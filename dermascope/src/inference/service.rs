//! Prediction Service
//!
//! Transport-agnostic request handling: takes a parsed JSON body, validates
//! it, runs the explainer and produces a response value. Every failure mode
//! maps to a total `Failure` response; the service never panics or returns
//! a transport error of its own.

use burn::tensor::backend::Backend;
use serde::Serialize;
use serde_json::Value;
use tracing::{debug, warn};

use crate::inference::codec::{decode_image, encode_mask};
use crate::inference::explain::Explainer;
use crate::inference::precision::PrecisionLevel;

/// Response body for a prediction request. Serializes untagged: a success
/// carries the prediction fields, a failure carries only the error text.
#[derive(Debug, Clone, Serialize)]
#[serde(untagged)]
pub enum PredictionResponse {
    Success {
        success: bool,
        prediction: String,
        probability: f64,
        /// Saliency overlay as nested arrays; `null` when no explanation
        /// was requested.
        image: Option<Vec<Vec<Vec<f32>>>>,
    },
    Failure {
        success: bool,
        error: String,
    },
}

impl PredictionResponse {
    fn failure(error: impl Into<String>) -> Self {
        PredictionResponse::Failure {
            success: false,
            error: error.into(),
        }
    }

    pub fn is_success(&self) -> bool {
        matches!(self, PredictionResponse::Success { .. })
    }
}

/// Stateless request handler around a loaded model.
pub struct PredictionService<B: Backend> {
    explainer: Explainer<B>,
}

impl<B: Backend> PredictionService<B> {
    pub fn new(explainer: Explainer<B>) -> Self {
        Self { explainer }
    }

    /// Handle one prediction request.
    ///
    /// Expected body: `{"image": <base64>, "explain": <bool, optional>,
    /// "precision": <level name, optional>}`. Validation happens in field
    /// order; the first failing field determines the error text.
    pub fn handle(&self, body: &Value) -> PredictionResponse {
        let transport_text = match body.get("image") {
            None => return PredictionResponse::failure("Missing image"),
            Some(Value::String(text)) => text,
            Some(_) => {
                return PredictionResponse::failure(
                    "Invalid image: expected a base64-encoded string",
                )
            }
        };

        let explain = match body.get("explain") {
            None => false,
            Some(Value::Bool(flag)) => *flag,
            Some(_) => {
                return PredictionResponse::failure(
                    "Invalid type for explain: Should be a boolean",
                )
            }
        };

        let budget = match body.get("precision") {
            None => PrecisionLevel::default().sample_budget(),
            Some(Value::String(name)) => PrecisionLevel::resolve(name),
            Some(other) => {
                warn!("Non-string precision value {:?}, using fallback budget", other);
                crate::inference::precision::FALLBACK_SAMPLES
            }
        };

        let image = match decode_image(transport_text) {
            Ok(image) => image,
            Err(e) => return PredictionResponse::failure(format!("Invalid image: {}", e)),
        };

        debug!(
            "Prediction request: {}x{} image, explain={}, budget={}",
            image.width(),
            image.height(),
            explain,
            budget
        );

        match self.explainer.predict(&image, explain, budget) {
            Ok((prediction, mask)) => PredictionResponse::Success {
                success: true,
                prediction: prediction.label,
                probability: prediction.confidence,
                image: mask.as_ref().map(encode_mask),
            },
            Err(e) => PredictionResponse::failure(format!("Invalid image: {}", e)),
        }
    }

    pub fn explainer(&self) -> &Explainer<B> {
        &self.explainer
    }
}

#[cfg(test)]
mod tests {
    use super::*;
    use crate::inference::codec::encode_bytes;
    use crate::model::{LesionClassifier, LesionClassifierConfig};
    use crate::taxonomy::LesionTaxonomy;
    use burn::backend::NdArray;
    use image::RgbImage;
    use serde_json::json;

    fn test_service() -> PredictionService<NdArray> {
        let device = Default::default();
        let config = LesionClassifierConfig::new().with_base_filters(2);
        let model = LesionClassifier::new(&config, &device);
        let explainer = Explainer::new(model, device).with_input_extent(24, 24);
        PredictionService::new(explainer)
    }

    fn png_payload(width: u32, height: u32) -> String {
        let img = RgbImage::from_fn(width, height, |x, y| {
            image::Rgb([(x * 10) as u8, (y * 10) as u8, 100])
        });
        let mut bytes = Vec::new();
        img.write_to(
            &mut std::io::Cursor::new(&mut bytes),
            image::ImageFormat::Png,
        )
        .unwrap();
        encode_bytes(&bytes)
    }

    #[test]
    fn test_missing_image_field() {
        let service = test_service();
        let response = service.handle(&json!({"explain": false}));

        assert!(!response.is_success());
        let value = serde_json::to_value(&response).unwrap();
        assert_eq!(value["success"], json!(false));
        assert_eq!(value["error"], json!("Missing image"));
        // Failure bodies carry no prediction fields at all
        assert!(value.get("prediction").is_none());
    }

    #[test]
    fn test_non_string_image_field() {
        // Present-but-wrong-type is an invalid image, not a missing one.
        let service = test_service();

        for body in [json!({"image": 17}), json!({"image": [1, 2, 3]})] {
            let response = service.handle(&body);
            let value = serde_json::to_value(&response).unwrap();
            assert_eq!(value["success"], json!(false));
            assert!(value["error"].as_str().unwrap().starts_with("Invalid image: "));
        }
    }

    #[test]
    fn test_invalid_explain_type() {
        let service = test_service();
        let response = service.handle(&json!({
            "image": png_payload(16, 16),
            "explain": "yes"
        }));

        let value = serde_json::to_value(&response).unwrap();
        assert_eq!(
            value["error"],
            json!("Invalid type for explain: Should be a boolean")
        );
    }

    #[test]
    fn test_undecodable_payload() {
        let service = test_service();
        let response = service.handle(&json!({"image": "!!not-base64!!"}));

        let value = serde_json::to_value(&response).unwrap();
        assert_eq!(value["success"], json!(false));
        let error = value["error"].as_str().unwrap();
        assert!(error.starts_with("Invalid image: "));
    }

    #[test]
    fn test_prediction_without_explanation() {
        let service = test_service();
        let response = service.handle(&json!({"image": png_payload(20, 20)}));

        assert!(response.is_success());
        let value = serde_json::to_value(&response).unwrap();
        assert_eq!(value["success"], json!(true));
        assert!(value["image"].is_null());

        let label = value["prediction"].as_str().unwrap();
        assert!(LesionTaxonomy::new().index_of(label).is_some());

        let probability = value["probability"].as_f64().unwrap();
        assert!((0.0..=1.0).contains(&probability));
    }

    #[test]
    fn test_prediction_with_explanation() {
        let service = test_service();
        let response = service.handle(&json!({
            "image": png_payload(18, 12),
            "explain": true,
            "precision": "this is not a level"
        }));

        assert!(response.is_success());
        let value = serde_json::to_value(&response).unwrap();
        // Mask dimensions follow the decoded input image
        let rows = value["image"].as_array().unwrap();
        assert_eq!(rows.len(), 12);
        assert_eq!(rows[0].as_array().unwrap().len(), 18);
        assert_eq!(rows[0][0].as_array().unwrap().len(), 3);
    }
}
——
EXERCISE REQUIREMENTS = Emit the full listing verbatim.

RESPONSE BOX =
filename dermascope/src/inference/service.rs
//! Prediction Service
//!
//! Transport-agnostic request handling: takes a parsed JSON body, validates
//! it, runs the explainer and produces a response value. Every failure mode
//! maps to a total `Failure` response; the service never panics or returns
//! a transport error of its own.

use burn::tensor::backend::Backend;
use serde::Serialize;
use serde_json::Value;
use tracing::{debug, warn};

use crate::inference::codec::{decode_image, encode_mask};
use crate::inference::explain::Explainer;
use crate::inference::precision::PrecisionLevel;

/// Response body for a prediction request. Serializes untagged: a success
/// carries the prediction fields, a failure carries only the error text.
#[derive(Debug, Clone, Serialize)]
#[serde(untagged)]
pub enum PredictionResponse {
    Success {
        success: bool,
        prediction: String,
        probability: f64,
        /// Saliency overlay as nested arrays; `null` when no explanation
        /// was requested.
        image: Option<Vec<Vec<Vec<f32>>>>,
    },
    Failure {
        success: bool,
        error: String,
    },
}

impl PredictionResponse {
    fn failure(error: impl Into<String>) -> Self {
        PredictionResponse::Failure {
            success: false,
            error: error.into(),
        }
    }

    pub fn is_success(&self) -> bool {
        matches!(self, PredictionResponse::Success { .. })
    }
}

/// Stateless request handler around a loaded model.
pub struct PredictionService<B: Backend> {
    explainer: Explainer<B>,
}

impl<B: Backend> PredictionService<B> {
    pub fn new(explainer: Explainer<B>) -> Self {
        Self { explainer }
    }

    /// Handle one prediction request.
    ///
    /// Expected body: `{"image": <base64>, "explain": <bool, optional>,
    /// "precision": <level name, optional>}`. Validation happens in field
    /// order; the first failing field determines the error text.
    pub fn handle(&self, body: &Value) -> PredictionResponse {
        let transport_text = match body.get("image") {
            None => return PredictionResponse::failure("Missing image"),
            Some(Value::String(text)) => text,
            Some(_) => {
                return PredictionResponse::failure(
                    "Invalid image: expected a base64-encoded string",
                )
            }
        };

        let explain = match body.get("explain") {
            None => false,
            Some(Value::Bool(flag)) => *flag,
            Some(_) => {
                return PredictionResponse::failure(
                    "Invalid type for explain: Should be a boolean",
                )
            }
        };

        let budget = match body.get("precision") {
            None => PrecisionLevel::default().sample_budget(),
            Some(Value::String(name)) => PrecisionLevel::resolve(name),
            Some(other) => {
                warn!("Non-string precision value {:?}, using fallback budget", other);
                crate::inference::precision::FALLBACK_SAMPLES
            }
        };

        let image = match decode_image(transport_text) {
            Ok(image) => image,
            Err(e) => return PredictionResponse::failure(format!("Invalid image: {}", e)),
        };

        debug!(
            "Prediction request: {}x{} image, explain={}, budget={}",
            image.width(),
            image.height(),
            explain,
            budget
        );

        match self.explainer.predict(&image, explain, budget) {
            Ok((prediction, mask)) => PredictionResponse::Success {
                success: true,
                prediction: prediction.label,
                probability: prediction.confidence,
                image: mask.as_ref().map(encode_mask),
            },
            Err(e) => PredictionResponse::failure(format!("Invalid image: {}", e)),
        }
    }

    pub fn explainer(&self) -> &Explainer<B> {
        &self.explainer
    }
}

#[cfg(test)]
mod tests {
    use super::*;
    use crate::inference::codec::encode_bytes;
    use crate::model::{LesionClassifier, LesionClassifierConfig};
    use crate::taxonomy::LesionTaxonomy;
    use burn::backend::NdArray;
    use image::RgbImage;
    use serde_json::json;

    fn test_service() -> PredictionService<NdArray> {
        let device = Default::default();
        let config = LesionClassifierConfig::new().with_base_filters(2);
        let model = LesionClassifier::new(&config, &device);
        let explainer = Explainer::new(model, device).with_input_extent(24, 24);
        PredictionService::new(explainer)
    }

    fn png_payload(width: u32, height: u32) -> String {
        let img = RgbImage::from_fn(width, height, |x, y| {
            image::Rgb([(x * 10) as u8, (y * 10) as u8, 100])
        });
        let mut bytes = Vec::new();
        img.write_to(
            &mut std::io::Cursor::new(&mut bytes),
            image::ImageFormat::Png,
        )
        .unwrap();
        encode_bytes(&bytes)
    }

    #[test]
    fn test_missing_image_field() {
        let service = test_service();
        let response = service.handle(&json!({"explain": false}));

        assert!(!response.is_success());
        let value = serde_json::to_value(&response).unwrap();
        assert_eq!(value["success"], json!(false));
        assert_eq!(value["error"], json!("Missing image"));
        // Failure bodies carry no prediction fields at all
        assert!(value.get("prediction").is_none());
    }

    #[test]
    fn test_non_string_image_field() {
        // Present-but-wrong-type is an invalid image, not a missing one.
        let service = test_service();

        for body in [json!({"image": 17}), json!({"image": [1, 2, 3]})] {
            let response = service.handle(&body);
            let value = serde_json::to_value(&response).unwrap();
            assert_eq!(value["success"], json!(false));
            assert!(value["error"].as_str().unwrap().starts_with("Invalid image: "));
        }
    }

    #[test]
    fn test_invalid_explain_type() {
        let service = test_service();
        let response = service.handle(&json!({
            "image": png_payload(16, 16),
            "explain": "yes"
        }));

        let value = serde_json::to_value(&response).unwrap();
        assert_eq!(
            value["error"],
            json!("Invalid type for explain: Should be a boolean")
        );
    }

    #[test]
    fn test_undecodable_payload() {
        let service = test_service();
        let response = service.handle(&json!({"image": "!!not-base64!!"}));

        let value = serde_json::to_value(&response).unwrap();
        assert_eq!(value["success"], json!(false));
        let error = value["error"].as_str().unwrap();
        assert!(error.starts_with("Invalid image: "));
    }

    #[test]
    fn test_prediction_without_explanation() {
        let service = test_service();
        let response = service.handle(&json!({"image": png_payload(20, 20)}));

        assert!(response.is_success());
        let value = serde_json::to_value(&response).unwrap();
        assert_eq!(value["success"], json!(true));
        assert!(value["image"].is_null());

        let label = value["prediction"].as_str().unwrap();
        assert!(LesionTaxonomy::new().index_of(label).is_some());

        let probability = value["probability"].as_f64().unwrap();
        assert!((0.0..=1.0).contains(&probability));
    }

    #[test]
    fn test_prediction_with_explanation() {
        let service = test_service();
        let response = service.handle(&json!({
            "image": png_payload(18, 12),
            "explain": true,
            "precision": "this is not a level"
        }));

        assert!(response.is_success());
        let value = serde_json::to_value(&response).unwrap();
        // Mask dimensions follow the decoded input image
        let rows = value["image"].as_array().unwrap();
        assert_eq!(rows.len(), 12);
        assert_eq!(rows[0].as_array().unwrap().len(), 18);
        assert_eq!(rows[0][0].as_array().unwrap().len(), 3);
    }
}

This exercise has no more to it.